In connection with the offering, AEP entered into forward sale agreements with each of Citibank, N.A. and Barclays Bank PLC (the "forward counterparties") under which AEP agreed to issue and sell to the forward counterparties an aggregate of 19,607,844 shares of its common stock. In addition, the underwriters of the offering have been granted a 30-day option to purchase up to an additional 2,941,176 shares of AEP's common stock upon the same terms.
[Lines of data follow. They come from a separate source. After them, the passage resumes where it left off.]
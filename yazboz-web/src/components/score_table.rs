use crate::i18n::t;
use crate::scoreboard::ScoreAction;
use yazboz_core::{EditTarget, SessionRecord, final_scores, penalty_totals, round_totals};
use yew::prelude::*;

#[derive(Properties, Clone, PartialEq)]
pub struct ScoreTableProps {
    pub record: SessionRecord,
    pub on_action: Callback<ScoreAction>,
}

fn edit_cb(on_action: &Callback<ScoreAction>, target: EditTarget) -> Callback<MouseEvent> {
    let cb = on_action.clone();
    Callback::from(move |_| cb.emit(ScoreAction::BeginEdit(target)))
}

fn totals_row(label: String, values: &[i64], class: &'static str) -> Html {
    html! {
        <tr class={class}>
            <th scope="row">{ label }</th>
            { for values.iter().map(|value| html! { <td>{ value }</td> }) }
        </tr>
    }
}

/// Round-by-round grid. Clicking a name or a score opens it for editing.
#[function_component(ScoreTable)]
pub fn score_table(props: &ScoreTableProps) -> Html {
    let record = &props.record;
    let players = record.player_count();

    let header = record.players.iter().enumerate().map(|(player, name)| {
        html! {
            <th scope="col">
                <button type="button" class="cell-edit"
                    onclick={edit_cb(&props.on_action, EditTarget::Name { player })}>
                    { name.clone() }
                </button>
            </th>
        }
    });

    let rows = (0..record.round_count()).map(|round| {
        html! {
            <tr>
                <th scope="row">{ round + 1 }</th>
                { for (0..players).map(|player| {
                    let value = record.rounds[player][round];
                    html! {
                        <td>
                            <button type="button" class="cell-edit"
                                onclick={edit_cb(&props.on_action, EditTarget::Score { player, round })}>
                                { value }
                            </button>
                        </td>
                    }
                }) }
            </tr>
        }
    });

    let footer = if record.kind.has_penalties() {
        html! {
            <>
                { totals_row(t("scoreboard.total"), &round_totals(&record.rounds), "totals") }
                { totals_row(t("scoreboard.penalties"), &penalty_totals(&record.penalties), "penalties") }
                { totals_row(t("scoreboard.final"), &final_scores(&record.rounds, &record.penalties), "final") }
            </>
        }
    } else {
        totals_row(t("scoreboard.total"), &round_totals(&record.rounds), "totals")
    };

    html! {
        <table class="score-table">
            <thead>
                <tr>
                    <th scope="col">{ t("scoreboard.round") }</th>
                    { for header }
                </tr>
            </thead>
            <tbody>{ for rows }</tbody>
            <tfoot>{ footer }</tfoot>
        </table>
    }
}
mod reports;
mod runner;
mod scenarios;
mod util;

use anyhow::{Context, Result};
use clap::Parser;
use colored::Colorize;
use std::fs::File;
use std::io::{BufWriter, Write, stdout};
use std::path::PathBuf;
use std::time::Instant;

use runner::{ScenarioResult, ScenarioRunner};
use scenarios::{get_scenario, list_scenarios};
use util::{parse_seeds, split_csv};

#[derive(Debug, Parser)]
#[command(name = "yazboz-tester", version)]
#[command(about = "Seeded QA scenarios for the Yazboz scorekeeping engine")]
struct Args {
    /// Scenarios to run (comma-separated, `all` for every scenario)
    #[arg(long, default_value = "all")]
    scenarios: String,

    /// List all available scenarios and exit
    #[arg(long)]
    list_scenarios: bool,

    /// Seeds to run (comma-separated, decimal or 0x-hex)
    #[arg(long, default_value = "1337")]
    seeds: String,

    /// Number of iterations per scenario and seed
    #[arg(long, default_value_t = 10)]
    iterations: usize,

    /// Output report format
    #[arg(long, default_value = "console")]
    #[arg(value_parser = ["json", "markdown", "console"])]
    report: String,

    /// Verbose output
    #[arg(short, long)]
    verbose: bool,

    /// Optional path to write the report output instead of stdout
    #[arg(long)]
    output: Option<PathBuf>,
}

fn main() -> Result<()> {
    env_logger::init();
    let args = Args::parse();

    if maybe_list_scenarios(&args)? {
        return Ok(());
    }

    announce_banner();

    let start_time = Instant::now();
    let seeds = parse_seeds(&args.seeds)?;
    let scenarios = expand_scenarios(&args.scenarios);
    let results = run_scenarios(&args, &scenarios, &seeds);

    write_reports(&args, &results, start_time)?;

    if results.iter().any(|r| !r.passed) {
        std::process::exit(1);
    }
    Ok(())
}

fn maybe_list_scenarios(args: &Args) -> Result<bool> {
    if !args.list_scenarios {
        return Ok(false);
    }
    let mut output_target = OutputTarget::new(args.output.clone())?;
    writeln!(output_target.writer(), "Available scenarios:")?;
    for (key, description) in list_scenarios() {
        writeln!(output_target.writer(), "  {key:20} - {description}")?;
    }
    output_target.flush_inner()?;
    Ok(true)
}

fn announce_banner() {
    println!("{}", "🎴 Yazboz Scenario Tester".bright_cyan().bold());
    println!("{}", "=========================".cyan());
}

fn expand_scenarios(scenarios_arg: &str) -> Vec<String> {
    let mut scenarios = split_csv(scenarios_arg);
    if scenarios.iter().any(|s| s == "all") {
        scenarios.retain(|s| s != "all");
        let missing: Vec<String> = list_scenarios()
            .map(|(key, _)| key.to_string())
            .filter(|key| !scenarios.contains(key))
            .collect();
        scenarios.extend(missing);
    }
    scenarios
}

fn run_scenarios(args: &Args, scenarios: &[String], seeds: &[u64]) -> Vec<ScenarioResult> {
    let runner = ScenarioRunner::new(args.verbose);
    let mut results = Vec::new();
    for name in scenarios {
        match get_scenario(name) {
            Some(scenario) => {
                results.extend(runner.run_scenario(&scenario, seeds, args.iterations));
            }
            None => eprintln!("⚠️  Unknown scenario: {}", name.yellow()),
        }
    }
    results
}

fn write_reports(args: &Args, results: &[ScenarioResult], start_time: Instant) -> Result<()> {
    let mut output_target = OutputTarget::new(args.output.clone())?;

    match args.report.as_str() {
        "json" => reports::generate_json_report(&mut output_target, results)?,
        "markdown" => {
            if results.is_empty() {
                writeln!(
                    &mut output_target,
                    "# Yazboz Scoring Test Results\n\n_No scenarios executed._"
                )?;
            } else {
                reports::generate_markdown_report(&mut output_target, results)?;
            }
        }
        _ => {
            if results.is_empty() {
                writeln!(&mut output_target, "No scenarios executed.")?;
            } else {
                reports::generate_console_report(
                    &mut output_target,
                    results,
                    start_time.elapsed(),
                )?;
            }
            writeln!(&mut output_target)?;
            writeln!(
                &mut output_target,
                "🏁 Total time: {:?}",
                start_time.elapsed()
            )?;
        }
    }

    output_target.flush_inner()?;
    Ok(())
}

enum OutputTarget {
    Stdout(BufWriter<std::io::Stdout>),
    File(BufWriter<File>),
}

impl OutputTarget {
    fn new(path: Option<PathBuf>) -> Result<Self> {
        if let Some(path) = path {
            let file = File::create(&path)
                .with_context(|| format!("failed to create {}", path.display()))?;
            Ok(Self::File(BufWriter::new(file)))
        } else {
            Ok(Self::Stdout(BufWriter::new(stdout())))
        }
    }

    fn writer(&mut self) -> &mut dyn Write {
        match self {
            Self::Stdout(w) => w,
            Self::File(w) => w,
        }
    }

    fn flush_inner(&mut self) -> std::io::Result<()> {
        match self {
            Self::Stdout(w) => w.flush(),
            Self::File(w) => w.flush(),
        }
    }
}

impl Write for OutputTarget {
    fn write(&mut self, buf: &[u8]) -> std::io::Result<usize> {
        self.writer().write(buf)
    }

    fn flush(&mut self) -> std::io::Result<()> {
        self.flush_inner()
    }
}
If the underwriters exercise their option to purchase additional shares, AEP expects to enter into additional forward sale agreements with the forward counterparties with respect to the additional shares.

Settlement of the forward sale agreements is expected to occur on or prior to December 31, 2026. AEP may, subject to certain conditions, elect cash settlement or net share settlement for all or a portion of its rights or obligations under the forward sale agreements.

If AEP elects physical settlement of the forward sale agreements, it expects to use the net proceeds for general corporate purposes, which may include capital contributions to its utility subsidiaries, acquisitions and/or repayment of debt.

The offering is made under an effective shelf registration statement filed with the U.S. Securities and Exchange Commission. This news release does not constitute an offer to sell or a solicitation of an offer to buy the securities described herein, nor shall there be any sale of these securities in any state or jurisdiction in which such an offer, solicitation or sale would be unlawful prior to registration or qualification under the securities law of any such jurisdiction. The offer may be made only by means of a prospectus and the related prospectus supplement. Copies of these documents may be obtained by contacting Citigroup by calling 1-800-831-9146, or by mail at Citigroup c/o Broadridge Financial Solutions, 1155 Long Island Avenue, Edgewood, New York 11717; Barclays Capital Inc. by calling 1-888-603-5847, or by mail at Barclays c/o 1155 Long Island Avenue, Edgewood, New York 11717, or by email at barclaysprospectus@broadridge.com; BofA Securities by mail at BofA Securities, NC1-022-02-25, 201 North Tryon Street, Charlotte, North Carolina 28255-0001, Attention: Prospectus Department, or by email at dg.prospectus_requests@bofa.com; or Wells Fargo Securities by calling 1-800-645-375, or by mail at Wells Fargo Securities, 90 South 7th Street, 5th Floor, Minneapolis, Minnesota 55402, or by email at WFScustomerservice@wellsfargo.com.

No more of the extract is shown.